+++ Information provided
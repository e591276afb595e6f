//! Lock-free SPSC sample ring.
//!
//! Positions are monotonic `u32` counters that wrap naturally; the fill
//! gauge is plain difference arithmetic (`wp - rp`). Storage capacity is
//! a power of two so wrapping is a mask. The ring is split into producer
//! and consumer endpoints that can live on different threads; position
//! publication uses acquire/release ordering.

use std::cell::UnsafeCell;
use std::sync::atomic::{AtomicU32, Ordering};
use std::sync::Arc;

struct Shared {
    buf: UnsafeCell<Box<[i16]>>,
    mask: u32,
    write_pos: AtomicU32,
    read_pos: AtomicU32,
    overruns: AtomicU32,
    underruns: AtomicU32,
}

// Soundness: exactly one producer touches `buf` cells in [rp, wp) gaps
// and exactly one consumer reads published cells; the atomics order the
// handoff. Endpoint types below are !Clone, which enforces the single
// producer / single consumer discipline.
unsafe impl Send for Shared {}
unsafe impl Sync for Shared {}

pub struct Producer {
    shared: Arc<Shared>,
}

pub struct Consumer {
    shared: Arc<Shared>,
}

/// Create a ring holding `capacity` samples (must be a power of two).
pub fn spsc_ring(capacity: usize) -> (Producer, Consumer) {
    assert!(capacity.is_power_of_two(), "ring capacity must be a power of two");
    let shared = Arc::new(Shared {
        buf: UnsafeCell::new(vec![0i16; capacity].into_boxed_slice()),
        mask: capacity as u32 - 1,
        write_pos: AtomicU32::new(0),
        read_pos: AtomicU32::new(0),
        overruns: AtomicU32::new(0),
        underruns: AtomicU32::new(0),
    });
    (Producer { shared: Arc::clone(&shared) }, Consumer { shared })
}

impl Producer {
    /// Write all of `samples` or none: a write that would overflow the
    /// ring counts an overrun and drops the whole slice.
    pub fn push_slice(&mut self, samples: &[i16]) -> bool {
        let shared = &*self.shared;
        let wp = shared.write_pos.load(Ordering::Relaxed);
        let rp = shared.read_pos.load(Ordering::Acquire);

        let capacity = shared.mask + 1;
        if wp.wrapping_sub(rp) + samples.len() as u32 > capacity {
            shared.overruns.fetch_add(1, Ordering::Relaxed);
            return false;
        }

        let buf = unsafe { &mut *shared.buf.get() };
        let mut pos = wp;
        for &s in samples {
            buf[(pos & shared.mask) as usize] = s;
            pos = pos.wrapping_add(1);
        }

        shared.write_pos.store(pos, Ordering::Release);
        true
    }

    pub fn fill(&self) -> u32 {
        let wp = self.shared.write_pos.load(Ordering::Relaxed);
        let rp = self.shared.read_pos.load(Ordering::Acquire);
        wp.wrapping_sub(rp)
    }

    pub fn overruns(&self) -> u32 {
        self.shared.overruns.load(Ordering::Relaxed)
    }
}

impl Consumer {
    pub fn available(&self) -> u32 {
        let wp = self.shared.write_pos.load(Ordering::Acquire);
        let rp = self.shared.read_pos.load(Ordering::Relaxed);
        wp.wrapping_sub(rp)
    }

    fn copy_out(&self, rp: u32, out: &mut [i16]) -> u32 {
        let shared = &*self.shared;
        let buf = unsafe { &*shared.buf.get() };
        let mut pos = rp;
        for s in out.iter_mut() {
            *s = buf[(pos & shared.mask) as usize];
            pos = pos.wrapping_add(1);
        }
        pos
    }

    /// Read exactly `out.len()` samples. On underrun the output is
    /// zeroed, the counter bumps, and the read position is untouched.
    pub fn pop_exact(&mut self, out: &mut [i16]) -> bool {
        let shared = &*self.shared;
        let wp = shared.write_pos.load(Ordering::Acquire);
        let rp = shared.read_pos.load(Ordering::Relaxed);

        if wp.wrapping_sub(rp) < out.len() as u32 {
            out.fill(0);
            shared.underruns.fetch_add(1, Ordering::Relaxed);
            return false;
        }

        let pos = self.copy_out(rp, out);
        shared.read_pos.store(pos, Ordering::Release);
        true
    }

    /// Like `pop_exact`, but when the fill has grown past four times the
    /// request the read position first fast-forwards to the freshest
    /// data. Old audio is dropped rather than letting latency grow.
    pub fn pop_latest(&mut self, out: &mut [i16]) -> bool {
        let shared = &*self.shared;
        let wp = shared.write_pos.load(Ordering::Acquire);
        let mut rp = shared.read_pos.load(Ordering::Relaxed);

        let avail = wp.wrapping_sub(rp);
        let needed = out.len() as u32;

        if avail < needed {
            out.fill(0);
            shared.underruns.fetch_add(1, Ordering::Relaxed);
            return false;
        }

        if avail > needed * 4 {
            rp = wp.wrapping_sub(needed);
        }

        let pos = self.copy_out(rp, out);
        shared.read_pos.store(pos, Ordering::Release);
        true
    }

    pub fn underruns(&self) -> u32 {
        self.shared.underruns.load(Ordering::Relaxed)
    }

    pub fn overruns(&self) -> u32 {
        self.shared.overruns.load(Ordering::Relaxed)
    }
}
//! MIDI output seam for the sequencer engine.
//!
//! The engine never talks to hardware directly; everything it emits goes
//! through a [`MidiSink`]. The plugin build wires the sink to the host's
//! `midi_send_external` callback, tests use [`CollectSink`].

use shadow_shared::{UsbMidiPacket, CABLE_EXTERNAL, MIDI_CLOCK, MIDI_START, MIDI_STOP};

pub trait MidiSink {
    fn send(&mut self, pkt: UsbMidiPacket);

    fn note_on(&mut self, note: u8, velocity: u8, channel: u8) {
        self.send(UsbMidiPacket::note_on(CABLE_EXTERNAL, channel, note, velocity));
    }

    fn note_off(&mut self, note: u8, channel: u8) {
        self.send(UsbMidiPacket::note_off(CABLE_EXTERNAL, channel, note));
    }

    fn control_change(&mut self, cc: u8, value: u8, channel: u8) {
        self.send(UsbMidiPacket::control_change(CABLE_EXTERNAL, channel, cc, value));
    }

    fn clock(&mut self) {
        self.send(UsbMidiPacket::realtime(CABLE_EXTERNAL, MIDI_CLOCK));
    }

    fn start(&mut self) {
        self.send(UsbMidiPacket::realtime(CABLE_EXTERNAL, MIDI_START));
    }

    fn stop(&mut self) {
        self.send(UsbMidiPacket::realtime(CABLE_EXTERNAL, MIDI_STOP));
    }
}

/// Sink that drops everything (engine without a host attached).
#[derive(Debug, Default)]
pub struct NullSink;

impl MidiSink for NullSink {
    fn send(&mut self, _pkt: UsbMidiPacket) {}
}

/// Sink that records every packet, for tests and headless inspection.
#[derive(Debug, Default)]
pub struct CollectSink {
    pub packets: Vec<UsbMidiPacket>,
}

impl CollectSink {
    pub fn new() -> Self {
        Self::default()
    }

    pub fn clear(&mut self) {
        self.packets.clear();
    }

    /// Channel-voice packets only (clock bytes filtered out).
    pub fn voice_packets(&self) -> Vec<UsbMidiPacket> {
        self.packets
            .iter()
            .copied()
            .filter(|p| p.cin().map(|c| c.is_channel_voice()).unwrap_or(false))
            .collect()
    }
}

impl MidiSink for CollectSink {
    fn send(&mut self, pkt: UsbMidiPacket) {
        self.packets.push(pkt);
    }
}

/// Collecting sink whose buffer stays inspectable after the engine takes
/// ownership of the sink box.
#[derive(Debug, Clone, Default)]
pub struct SharedSink {
    packets: std::rc::Rc<std::cell::RefCell<Vec<UsbMidiPacket>>>,
}

impl SharedSink {
    pub fn new() -> Self {
        Self::default()
    }

    pub fn take(&self) -> Vec<UsbMidiPacket> {
        std::mem::take(&mut self.packets.borrow_mut())
    }

    pub fn snapshot(&self) -> Vec<UsbMidiPacket> {
        self.packets.borrow().clone()
    }

    pub fn voice_packets(&self) -> Vec<UsbMidiPacket> {
        self.packets
            .borrow()
            .iter()
            .copied()
            .filter(|p| p.cin().map(|c| c.is_channel_voice()).unwrap_or(false))
            .collect()
    }
}

impl MidiSink for SharedSink {
    fn send(&mut self, pkt: UsbMidiPacket) {
        self.packets.borrow_mut().push(pkt);
    }
}
#[cfg(test)]
mod tests {
    use super::*;
    use crate::midi_out::CollectSink;

    fn ctx_parts() -> (NoteScheduler, fastrand::Rng, CollectSink) {
        (NoteScheduler::default(), fastrand::Rng::with_seed(12345), CollectSink::new())
    }

    fn fire(track: &mut Track, sched: &mut NoteScheduler, rng: &mut fastrand::Rng, sink: &mut CollectSink) {
        let mut ctx = TriggerCtx {
            scheduler: sched,
            rng,
            sink,
            global_phase: 0.0,
            track_idx: 0,
            sequence_transpose: 0,
        };
        trigger_track_step(track, 0.0, &mut ctx);
    }

    #[test]
    fn ratchet_decode_table() {
        assert_eq!(decode_ratchet(1), (RatchetMode::Flat, 1));
        assert_eq!(decode_ratchet(4), (RatchetMode::Flat, 4));
        assert_eq!(decode_ratchet(8), (RatchetMode::Flat, 8));
        assert_eq!(decode_ratchet(10), (RatchetMode::RampUp, 2));
        assert_eq!(decode_ratchet(16), (RatchetMode::RampUp, 8));
        assert_eq!(decode_ratchet(20), (RatchetMode::RampDown, 2));
        assert_eq!(decode_ratchet(26), (RatchetMode::RampDown, 8));
    }

    #[test]
    fn ratchet_validity_ranges() {
        for v in [1, 8, 10, 16, 20, 26] {
            assert!(ratchet_value_is_valid(v));
        }
        for v in [0, 9, 17, 19, 27] {
            assert!(!ratchet_value_is_valid(v));
        }
    }

    #[test]
    fn spark_condition_cycle() {
        let spark = SparkCondition { n: 4, m: 2, not: false };
        // 1-indexed iteration: passes only on the 2nd loop of each 4.
        assert!(!spark.passes(0));
        assert!(spark.passes(1));
        assert!(!spark.passes(2));
        assert!(!spark.passes(3));
        assert!(spark.passes(5));

        let negated = SparkCondition { n: 4, m: 2, not: true };
        assert!(negated.passes(0));
        assert!(!negated.passes(1));

        assert!(SparkCondition::default().passes(0));
        assert!(SparkCondition::default().passes(99));
    }

    #[test]
    fn step_note_editing() {
        let mut s = Step::default();
        assert!(s.add_note(60, 100));
        assert!(s.add_note(64, 90));
        // Duplicate updates velocity only.
        assert!(!s.add_note(60, 50));
        assert_eq!(s.notes(), &[60, 64]);
        assert_eq!(s.velocities(), &[50, 90]);

        assert!(s.remove_note(60));
        assert_eq!(s.notes(), &[64]);
        assert!(!s.remove_note(60));

        for n in 0..10u8 {
            s.add_note(70 + n, 100);
        }
        assert_eq!(s.num_notes as usize, MAX_NOTES_PER_STEP);
    }

    #[test]
    fn muted_track_fires_nothing() {
        let (mut sched, mut rng, mut sink) = ctx_parts();
        let mut track = Track::new(0);
        track.pattern_mut().steps[0].set_single_note(60);
        track.muted = true;
        fire(&mut track, &mut sched, &mut rng, &mut sink);
        assert_eq!(sched.active_count(), 0);
        assert!(sink.packets.is_empty());
    }

    #[test]
    fn cc_locks_respect_param_spark() {
        let (mut sched, mut rng, mut sink) = ctx_parts();
        let mut track = Track::new(3);
        {
            let step = &mut track.pattern_mut().steps[0];
            step.cc1 = 64;
            step.cc2 = 32;
            step.param_spark = SparkCondition { n: 2, m: 2, not: false };
        }

        // loop_count 0 => iteration 1, spark fails, no CCs.
        fire(&mut track, &mut sched, &mut rng, &mut sink);
        assert!(sink.packets.is_empty());

        track.loop_count = 1;
        fire(&mut track, &mut sched, &mut rng, &mut sink);
        // Track 0: CC 20 and 21 on the track's channel.
        assert_eq!(sink.packets[0].bytes, [0x2B, 0xB3, 20, 64]);
        assert_eq!(sink.packets[1].bytes, [0x2B, 0xB3, 21, 32]);
    }

    #[test]
    fn ratchet_schedules_subtriggers() {
        let (mut sched, mut rng, mut sink) = ctx_parts();
        let mut track = Track::new(0);
        {
            let step = &mut track.pattern_mut().steps[0];
            step.set_single_note(60);
            step.length = 2;
            step.gate = 100;
            step.ratchet = 4;
        }
        fire(&mut track, &mut sched, &mut rng, &mut sink);

        let active: Vec<_> = sched.slots().iter().filter(|s| s.active).collect();
        assert_eq!(active.len(), 4);
        for (r, slot) in active.iter().enumerate() {
            assert!((slot.on_phase - r as f64 * 0.5).abs() < 1e-9);
            assert!((slot.off_phase - slot.on_phase - 0.5).abs() < 1e-9);
            assert_eq!(slot.velocity, 100);
        }
    }

    #[test]
    fn ramp_up_ratchet_velocities() {
        let (mut sched, mut rng, mut sink) = ctx_parts();
        let mut track = Track::new(0);
        {
            let step = &mut track.pattern_mut().steps[0];
            step.set_single_note(60);
            step.length = 2;
            step.gate = 100;
            step.ratchet = 10; // ramp-up, count 2
        }
        fire(&mut track, &mut sched, &mut rng, &mut sink);

        let vels: Vec<u8> =
            sched.slots().iter().filter(|s| s.active).map(|s| s.velocity).collect();
        assert_eq!(vels, vec![50, 100]);
    }

    #[test]
    fn ramp_down_ratchet_velocities() {
        let (mut sched, mut rng, mut sink) = ctx_parts();
        let mut track = Track::new(0);
        {
            let step = &mut track.pattern_mut().steps[0];
            step.set_single_note(60);
            step.length = 4;
            step.ratchet = 22; // ramp-down, count 4
        }
        fire(&mut track, &mut sched, &mut rng, &mut sink);

        let vels: Vec<u8> =
            sched.slots().iter().filter(|s| s.active).map(|s| s.velocity).collect();
        assert_eq!(vels, vec![100, 75, 50, 25]);
    }

    #[test]
    fn comp_spark_gates_ratchet() {
        let (mut sched, mut rng, mut sink) = ctx_parts();
        let mut track = Track::new(0);
        {
            let step = &mut track.pattern_mut().steps[0];
            step.set_single_note(60);
            step.ratchet = 4;
            step.comp_spark = SparkCondition { n: 2, m: 2, not: false };
        }
        // Spark fails: plain single trigger instead of 4 ratchets.
        fire(&mut track, &mut sched, &mut rng, &mut sink);
        assert_eq!(sched.active_count(), 1);
    }

    #[test]
    fn note_length_clamps_at_loop_end() {
        let (mut sched, mut rng, mut sink) = ctx_parts();
        let mut track = Track::new(0);
        track.pattern_mut().loop_end = 3;
        track.current_step = 2;
        {
            let step = &mut track.pattern_mut().steps[2];
            step.set_single_note(60);
            step.length = 8;
            step.gate = 100;
        }
        fire(&mut track, &mut sched, &mut rng, &mut sink);
        let slot = sched.slots().iter().find(|s| s.active).unwrap();
        // Only 2 steps remain inside the loop (steps 2 and 3).
        assert!((slot.off_phase - slot.on_phase - 2.0).abs() < 1e-9);
    }

    #[test]
    fn jump_sets_up_next_advance() {
        let (mut sched, mut rng, mut sink) = ctx_parts();
        let mut track = Track::new(0);
        track.current_step = 1;
        track.pattern_mut().steps[1].jump = 5;
        fire(&mut track, &mut sched, &mut rng, &mut sink);
        assert_eq!(track.current_step, 4);

        let mut ctx = TriggerCtx {
            scheduler: &mut sched,
            rng: &mut rng,
            sink: &mut sink,
            global_phase: 1.0,
            track_idx: 0,
            sequence_transpose: 0,
        };
        advance_track(&mut track, &mut ctx);
        assert_eq!(track.current_step, 5);
    }

    #[test]
    fn jump_to_loop_start_wraps_and_counts_loop() {
        let (mut sched, mut rng, mut sink) = ctx_parts();
        let mut track = Track::new(0);
        track.current_step = 3;
        track.pattern_mut().steps[3].jump = 0;
        fire(&mut track, &mut sched, &mut rng, &mut sink);
        // Target - 1 underflows the loop start, so it parks at loop_end
        // and the wrap on the next advance lands on step 0.
        assert_eq!(track.current_step, 15);

        let mut ctx = TriggerCtx {
            scheduler: &mut sched,
            rng: &mut rng,
            sink: &mut sink,
            global_phase: 1.0,
            track_idx: 0,
            sequence_transpose: 0,
        };
        advance_track(&mut track, &mut ctx);
        assert_eq!(track.current_step, 0);
        assert_eq!(track.loop_count, 1);
    }

    #[test]
    fn arp_ignores_ratchet_and_schedules_cycle() {
        let (mut sched, mut rng, mut sink) = ctx_parts();
        let mut track = Track::new(0);
        track.arp_mode = ArpMode::Up;
        {
            let step = &mut track.pattern_mut().steps[0];
            step.add_note(60, 100);
            step.add_note(64, 90);
            step.length = 2;
            step.ratchet = 8; // ignored while the arp is active
        }
        fire(&mut track, &mut sched, &mut rng, &mut sink);

        // Speed 1/16 = one note per step, length 2 => 2 notes.
        let active: Vec<_> = sched.slots().iter().filter(|s| s.active).collect();
        assert_eq!(active.len(), 2);
        assert_eq!(active[0].note, 60);
        assert_eq!(active[1].note, 64);
        // Velocities cycle through the step's per-note velocities.
        assert_eq!(active[0].velocity, 100);
        assert_eq!(active[1].velocity, 90);
    }

    #[test]
    fn arp_chord_mode_schedules_verticals() {
        let (mut sched, mut rng, mut sink) = ctx_parts();
        let mut track = Track::new(0);
        track.arp_mode = ArpMode::Chord;
        {
            let step = &mut track.pattern_mut().steps[0];
            step.add_note(60, 100);
            step.add_note(64, 100);
            step.add_note(67, 100);
            step.length = 2;
        }
        fire(&mut track, &mut sched, &mut rng, &mut sink);
        // 2 positions x 3 notes.
        assert_eq!(sched.active_count(), 6);
    }

    #[test]
    fn probability_zero_never_triggers() {
        let (mut sched, mut rng, mut sink) = ctx_parts();
        let mut track = Track::new(0);
        {
            let step = &mut track.pattern_mut().steps[0];
            step.set_single_note(60);
            step.probability = 1;
        }
        // With probability 1% most fires should be silent; run many and
        // expect strictly fewer triggers than fires.
        let mut triggered = 0;
        for _ in 0..200 {
            fire(&mut track, &mut sched, &mut rng, &mut sink);
            if sched.active_count() > 0 {
                triggered += 1;
                sched.clear_all(&mut sink);
            }
        }
        assert!(triggered < 50);
    }
}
++++++
In the entries above, find the line holding "single consumer discipline." and the line holding "would overflow the", then retype exactly those two lines and every line between them, and nothing else.

// producer / single consumer discipline.
unsafe impl Send for Shared {}
unsafe impl Sync for Shared {}

pub struct Producer {
    shared: Arc<Shared>,
}

pub struct Consumer {
    shared: Arc<Shared>,
}

/// Create a ring holding `capacity` samples (must be a power of two).
pub fn spsc_ring(capacity: usize) -> (Producer, Consumer) {
    assert!(capacity.is_power_of_two(), "ring capacity must be a power of two");
    let shared = Arc::new(Shared {
        buf: UnsafeCell::new(vec![0i16; capacity].into_boxed_slice()),
        mask: capacity as u32 - 1,
        write_pos: AtomicU32::new(0),
        read_pos: AtomicU32::new(0),
        overruns: AtomicU32::new(0),
        underruns: AtomicU32::new(0),
    });
    (Producer { shared: Arc::clone(&shared) }, Consumer { shared })
}

impl Producer {
    /// Write all of `samples` or none: a write that would overflow the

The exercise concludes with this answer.